The earliest forms of punched tape come from weaving looms and embroidery, where cards with simple instructions about a machine's intended movements were first fed individually as instructions, then controlled by instruction cards, and later were fed as a string of connected cards.

This led to the concept of communicating analog data not as a stream of individual cards, but one "continuous card", or a tape. Many professional embroidery operations still refer to those individuals who create the designs and machine patterns as "punchers", even though punched cards, and paper tape, was eventually phased out, after many years of use, in the 1990s.

Punched tape was eventually also used as a way of storing messages for teletypewriters. The idea was to type in the message to the paper tape, and then send the message at "high speed" from the tape. The tape reader could "type" the message faster than a typical human operator, thus saving on phone bills.

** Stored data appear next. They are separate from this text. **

//! # OpenBid Engine
//!
//! The write path of the bidding system: per-auction serialization, the
//! bid validation pipeline, atomic commits, and post-commit outbid
//! notices.
//!
//! The pieces:
//!
//! - [`AuctionRegistry`] hands out per-auction exclusive sections with
//!   lease-bounded acquisition and idle eviction.
//! - [`BidProcessor`] runs every bid and settle call through that
//!   section: validate in order, persist the commit as one unit, then
//!   apply it in memory.
//! - [`Outbox`] queues an [`OutbidNotice`] per accepted bid and fans the
//!   batch out to [`NotificationHook`]s when drained.
//! - [`PlaceBidResponse`] flattens pipeline outcomes for the wire.
//!
//! The engine owns no storage of its own. It drives the in-memory
//! `AuctionBook` and `BidLedger` plus a durable `BidStore`, and commits
//! to the store before anything becomes visible, so no reader ever sees
//! a half-applied bid.

pub mod api;
pub mod outbox;
pub mod processor;
pub mod registry;

pub use api::PlaceBidResponse;
pub use outbox::{NotificationHook, Outbox, OutbidNotice};
pub use processor::{BidAccepted, BidProcessor, BidSubmission};
pub use registry::AuctionRegistry;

When the first computers were being released many turned to the teletypewriter as a low-cost solution for printer output. This is why computers today still use ASCII, which was intended to be the standard character set for operating teletypewriters. As a side effect the punched tape readers became a popular medium for low cost storage, and it was common to find a selection of tapes containing useful program in most computer installations.

The little pieces of paper punched out of the tape are known as chad.

"Wikipedia" in punched tape code appears as the following (created by the BSD ppt program):

___________
| o o .ooo|
| oo o.  o|
| oo o. oo|
| oo o.  o|
| ooo .   |
| oo  .o o|
| oo  .o  |
| oo o.  o|
| oo  .  o|
|    o. o |
___________


See also: punch card, chadless tape

The first use of paper tape predates computers, it was Thomas Edision and his Stock Ticker machines also his Repeating Telegraph. These were the forerunners of what became the computer punched paper tape.

There were two standards for computer tape. The Baudot which had 5 holes and the ASCII which had 8 holes. The image above shows an 8 hole tape. Teletypes were first used in conjunction with TWX Telex (also Telegrams), they were also adopted by Ham radio RTTY operators before finding their way into service as computer terminals.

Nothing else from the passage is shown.